Using Excel 2003 SP3 in XP Professional SP 3.

In cell A1, enter 2. In A2, enter =-A1^2; the result displays as 4 instead
of the correct -4. In A3, enter =0-A1^2; the result is -4, which is correct.
In A4, enter =SQRT(A2); the result is 2 rather than #NUM!, showing that the
error is in the cell value, not its display. In A5, enter =-A1; the result is
-2, showing that the error does not occur with every unary minus.

Similar errors arise in other contexts, such as EXP(-A1^2).

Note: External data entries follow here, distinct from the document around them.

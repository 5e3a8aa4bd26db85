/*!
Structural validation for imported entry data.

Imported and downloaded collections are duck-typed JSON until they pass this
gate; nothing reaches the persistence store without it.
*/

use serde_json::Value;

use crate::error::{DaybookError, Result};

/// True iff the candidate is an object with a numeric `id`, a non-empty
/// string `date`, and a non-empty string `content`. No trimming is applied.
pub fn is_valid_entry(candidate: &Value) -> bool {
    let Some(fields) = candidate.as_object() else {
        return false;
    };
    let id_ok = fields.get("id").map_or(false, Value::is_number);
    let date_ok = fields
        .get("date")
        .and_then(Value::as_str)
        .map_or(false, |date| !date.is_empty());
    let content_ok = fields
        .get("content")
        .and_then(Value::as_str)
        .map_or(false, |content| !content.is_empty());
    id_ok && date_ok && content_ok
}

/// True iff the candidate is an array and every element is a valid entry.
pub fn is_valid_collection(candidates: &Value) -> bool {
    candidates
        .as_array()
        .map_or(false, |items| items.iter().all(is_valid_entry))
}

/// Validation with a positioned error message for reporting.
pub fn require_valid_collection(candidates: &Value) -> Result<()> {
    let items = candidates
        .as_array()
        .ok_or_else(|| DaybookError::validation("entry data is not an array"))?;
    match items.iter().position(|item| !is_valid_entry(item)) {
        Some(index) => Err(DaybookError::validation(format!(
            "entry at index {index} is not a valid diary entry"
        ))),
        None => Ok(()),
    }
}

This is clearly a very serious calculation error, because serious people
rely on Excel's arithmetic, but I don't know if MS has fixed it in later
releases. Can anyone with Excel 2007 or the pre-release 2010 (and perhaps
other operating systems) confirm whether or not the error is still present?
 
J

Jerry W. Lewis

By design, Excel performs unary minus before exponentiation, as documented in
Excel's Help ("The order in which Excel performs operations in formulas" is
the topic in Excel 2003). Therefore in Excel =-A1^2 is interpreted as
=(-A1)^2, not as =-(A1^2), which you supposed. This is not the most common
operator precedence, but there are enough different implementations in
different languages that defensive programmers always use parentheses when in
doubt. My guess is that this design decision was done for compatibility with
earlier dominant spreadsheets such as VisiCalc or Lotus 123. Regardless, I
doubt that MS would change it now after more than 2 decades, since that might
cause compatibility issues with existing Excel applications.

Jerry
 
P

Paul Dunmore

Thank you, Jerry. I have been using spreadsheets since Visicalc and have
never been conscious of this definition. :( But it is documented exactly as
you describe. In algebra, -x^2 unambiguously means -(x^2), and I have checked
every other computational program I have available and they all follow the
algebraic convention. Even VBA does so! But every spreadsheet program defines
it as (-x)^2. Of course, the convention will not be changed now, and unwary
users (and even a few more wary programmers) will continue to get it wrong.
But thanks for sorting me out, at least.